:: WHAT THE TASK REQUIRES ::
Below are records; copy every line among them that contains the word "reason".

(Records from a dataset)

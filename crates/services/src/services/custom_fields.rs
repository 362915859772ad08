//! Custom field schemas and the `custom_data` maps they shape.

use chrono::NaiveDate;
use db::{models::type_field::TypeField, types::FieldType};
use serde::{Deserialize, Serialize};
use serde_json::{Map, Value};
use thiserror::Error;
use ts_rs::TS;

use super::validation::{ValidationError, validate_field_key};

pub type CustomData = Map<String, Value>;

#[derive(Debug, Error, PartialEq, Eq)]
pub enum CustomFieldError {
    #[error(transparent)]
    InvalidKey(#[from] ValidationError),
    #[error("Field '{0}' requires a non-empty list of options")]
    MissingOptions(String),
    #[error("Field '{0}' is required")]
    Required(String),
    #[error("Invalid value for field '{key}': {reason}")]
    InvalidValue { key: String, reason: String },
    #[error("Unknown field '{0}'")]
    UnknownField(String),
}

/// Editor widget used for a field type.
#[derive(Debug, Clone, Copy, PartialEq, Eq, Serialize, Deserialize, TS)]
#[serde(rename_all = "snake_case")]
pub enum InputKind {
    TextInput,
    TextArea,
    NumberInput,
    Select,
    MultiSelect,
    UrlInput,
    DatePicker,
    Checkbox,
}

pub fn input_kind(field_type: FieldType) -> InputKind {
    match field_type {
        FieldType::Text => InputKind::TextInput,
        FieldType::Textarea => InputKind::TextArea,
        FieldType::Number => InputKind::NumberInput,
        FieldType::Select => InputKind::Select,
        FieldType::Multiselect => InputKind::MultiSelect,
        FieldType::Url => InputKind::UrlInput,
        FieldType::Date => InputKind::DatePicker,
        FieldType::Checkbox => InputKind::Checkbox,
    }
}

/// Checks a field definition before it is stored.
pub fn validate_field_definition(
    key: &str,
    field_type: FieldType,
    options: Option<&[String]>,
) -> Result<(), CustomFieldError> {
    validate_field_key(key)?;
    if field_type.has_options() {
        let has_options = options
            .map(|options| options.iter().any(|option| !option.trim().is_empty()))
            .unwrap_or(false);
        if !has_options {
            return Err(CustomFieldError::MissingOptions(key.to_string()));
        }
    }
    Ok(())
}

fn invalid(field: &TypeField, reason: impl Into<String>) -> CustomFieldError {
    CustomFieldError::InvalidValue {
        key: field.key.clone(),
        reason: reason.into(),
    }
}

fn is_empty_value(value: &Value) -> bool {
    match value {
        Value::Null => true,
        Value::String(text) => text.trim().is_empty(),
        Value::Array(items) => items.is_empty(),
        _ => false,
    }
}

fn is_http_url(text: &str) -> bool {
    url::Url::parse(text)
        .map(|url| matches!(url.scheme(), "http" | "https") && url.host().is_some())
        .unwrap_or(false)
}

/// Validates a single value against its field definition.
pub fn validate_value(field: &TypeField, value: &Value) -> Result<(), CustomFieldError> {
    let options = field.options.as_deref().unwrap_or_default();
    match field.field_type {
        FieldType::Text | FieldType::Textarea => {
            if !value.is_string() {
                return Err(invalid(field, "expected a string"));
            }
        }
        FieldType::Number => {
            if !value.is_number() {
                return Err(invalid(field, "expected a number"));
            }
        }
        FieldType::Checkbox => {
            if !value.is_boolean() {
                return Err(invalid(field, "expected true or false"));
            }
        }
        FieldType::Url => match value.as_str() {
            Some(text) if is_http_url(text) => {}
            _ => return Err(invalid(field, "expected an http(s) URL")),
        },
        FieldType::Date => match value.as_str() {
            Some(text) if NaiveDate::parse_from_str(text, "%Y-%m-%d").is_ok() => {}
            _ => return Err(invalid(field, "expected a date formatted YYYY-MM-DD")),
        },
        FieldType::Select => match value.as_str() {
            Some(choice) if options.iter().any(|option| option == choice) => {}
            _ => return Err(invalid(field, format!("expected one of: {}", options.join(", ")))),
        },
        FieldType::Multiselect => {
            let Some(choices) = value.as_array() else {
                return Err(invalid(field, "expected a list of options"));
            };
            for choice in choices {
                let known = choice
                    .as_str()
                    .map(|choice| options.iter().any(|option| option == choice))
                    .unwrap_or(false);
                if !known {
                    return Err(invalid(
                        field,
                        format!("expected values from: {}", options.join(", ")),
                    ));
                }
            }
        }
    }
    Ok(())
}

/// Returns the cleaned map stored for a record.
///
/// Keys without a field definition and null values are dropped; every
/// remaining value is type-checked and required fields must be non-empty.
pub fn validate_custom_data(
    fields: &[TypeField],
    data: &CustomData,
) -> Result<CustomData, CustomFieldError> {
    let mut cleaned = CustomData::new();
    for field in fields {
        match data.get(&field.key) {
            Some(value) if !is_empty_value(value) => {
                validate_value(field, value)?;
                cleaned.insert(field.key.clone(), value.clone());
            }
            _ if field.required => return Err(CustomFieldError::Required(field.key.clone())),
            _ => {}
        }
    }
    Ok(cleaned)
}

/// Keeps the values of `data` that are valid under `fields`, without
/// enforcing required fields. Used when records move to another type.
pub fn reshape_custom_data(fields: &[TypeField], data: &Value) -> Value {
    let mut reshaped = CustomData::new();
    if let Some(map) = data.as_object() {
        for field in fields {
            if let Some(value) = map.get(&field.key)
                && !is_empty_value(value)
                && validate_value(field, value).is_ok()
            {
                reshaped.insert(field.key.clone(), value.clone());
            }
        }
    }
    Value::Object(reshaped)
}

/// Writes an edited value under the field's key.
pub fn set_field_value(
    fields: &[TypeField],
    data: &mut CustomData,
    key: &str,
    value: Value,
) -> Result<(), CustomFieldError> {
    let field = fields
        .iter()
        .find(|field| field.key == key)
        .ok_or_else(|| CustomFieldError::UnknownField(key.to_string()))?;
    if is_empty_value(&value) {
        data.remove(key);
        return Ok(());
    }
    validate_value(field, &value)?;
    data.insert(key.to_string(), value);
    Ok(())
}

pub fn clear_field_value(data: &mut CustomData, key: &str) -> Option<Value> {
    data.remove(key)
}

/// Reads a stored `custom_data` value as a map; anything else is empty.
pub fn as_custom_data(value: &Value) -> CustomData {
    value.as_object().cloned().unwrap_or_default()
}
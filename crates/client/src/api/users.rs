use db::models::user::{CreateUser, UpdateUser, User, UserWithTeams};
use reqwest::Method;
use utils::{
    pagination::{PageParams, Paginated},
    response::MessageResponse,
};

use super::ApiClient;
use crate::{
    cache::{Mutation, QueryParams, Resource},
    error::ClientError,
};

impl ApiClient {
    pub async fn list_users(&self, page: PageParams) -> Result<Paginated<User>, ClientError> {
        self.get(Resource::Users, "/users", QueryParams::new().with_page(page))
            .await
    }

    pub async fn get_user(&self, user_id: i64) -> Result<UserWithTeams, ClientError> {
        self.get(Resource::Users, &format!("/users/{user_id}"), QueryParams::new())
            .await
    }

    pub async fn create_user(&self, payload: &CreateUser) -> Result<User, ClientError> {
        self.mutate(Method::POST, "/users", Some(payload), Mutation::User)
            .await
    }

    pub async fn update_user(&self, user_id: i64, payload: &UpdateUser) -> Result<User, ClientError> {
        self.mutate(
            Method::PATCH,
            &format!("/users/{user_id}"),
            Some(payload),
            Mutation::User,
        )
        .await
    }

    pub async fn delete_user(&self, user_id: i64) -> Result<MessageResponse, ClientError> {
        self.mutate(
            Method::DELETE,
            &format!("/users/{user_id}"),
            None::<&()>,
            Mutation::User,
        )
        .await
    }
}
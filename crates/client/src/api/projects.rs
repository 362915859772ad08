use db::models::project::{
    AddDependency, CreateProject, Project, ProjectBrief, ProjectWithRelations, UpdateProject,
};
use reqwest::Method;
use utils::{
    pagination::{PageParams, Paginated},
    response::MessageResponse,
};

use super::ApiClient;
use crate::{
    cache::{Mutation, QueryParams, Resource},
    error::ClientError,
};

#[derive(Debug, Clone, Default, PartialEq, Eq)]
pub struct ProjectListFilter {
    pub theme_id: Option<i64>,
    pub project_type_id: Option<i64>,
    pub status: Option<String>,
}

impl ProjectListFilter {
    fn params(&self, page: PageParams) -> QueryParams {
        QueryParams::new()
            .with_opt("theme_id", self.theme_id)
            .with_opt("project_type_id", self.project_type_id)
            .with_opt("status", self.status.as_deref())
            .with_page(page)
    }
}

impl ApiClient {
    pub async fn list_projects(
        &self,
        filter: &ProjectListFilter,
        page: PageParams,
    ) -> Result<Paginated<Project>, ClientError> {
        self.get(Resource::Projects, "/projects", filter.params(page))
            .await
    }

    pub async fn get_project(&self, project_id: i64) -> Result<ProjectWithRelations, ClientError> {
        self.get(
            Resource::Projects,
            &format!("/projects/{project_id}"),
            QueryParams::new(),
        )
        .await
    }

    pub async fn create_project(&self, payload: &CreateProject) -> Result<Project, ClientError> {
        self.mutate(Method::POST, "/projects", Some(payload), Mutation::Project)
            .await
    }

    pub async fn update_project(
        &self,
        project_id: i64,
        payload: &UpdateProject,
    ) -> Result<Project, ClientError> {
        self.mutate(
            Method::PATCH,
            &format!("/projects/{project_id}"),
            Some(payload),
            Mutation::Project,
        )
        .await
    }

    pub async fn delete_project(&self, project_id: i64) -> Result<MessageResponse, ClientError> {
        self.mutate(
            Method::DELETE,
            &format!("/projects/{project_id}"),
            None::<&()>,
            Mutation::Project,
        )
        .await
    }

    pub async fn list_project_dependencies(
        &self,
        project_id: i64,
    ) -> Result<Vec<ProjectBrief>, ClientError> {
        self.get(
            Resource::Projects,
            &format!("/projects/{project_id}/dependencies"),
            QueryParams::new(),
        )
        .await
    }

    pub async fn add_project_dependency(
        &self,
        project_id: i64,
        depends_on_id: i64,
    ) -> Result<Vec<ProjectBrief>, ClientError> {
        self.mutate(
            Method::POST,
            &format!("/projects/{project_id}/dependencies"),
            Some(&AddDependency { depends_on_id }),
            Mutation::Project,
        )
        .await
    }

    pub async fn remove_project_dependency(
        &self,
        project_id: i64,
        depends_on_id: i64,
    ) -> Result<MessageResponse, ClientError> {
        self.mutate(
            Method::DELETE,
            &format!("/projects/{project_id}/dependencies/{depends_on_id}"),
            None::<&()>,
            Mutation::Project,
        )
        .await
    }
}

:: ANSWER BELOW ::
    #[error("Invalid value for field '{key}': {reason}")]
    InvalidValue { key: String, reason: String },
fn invalid(field: &TypeField, reason: impl Into<String>) -> CustomFieldError {
        reason: reason.into(),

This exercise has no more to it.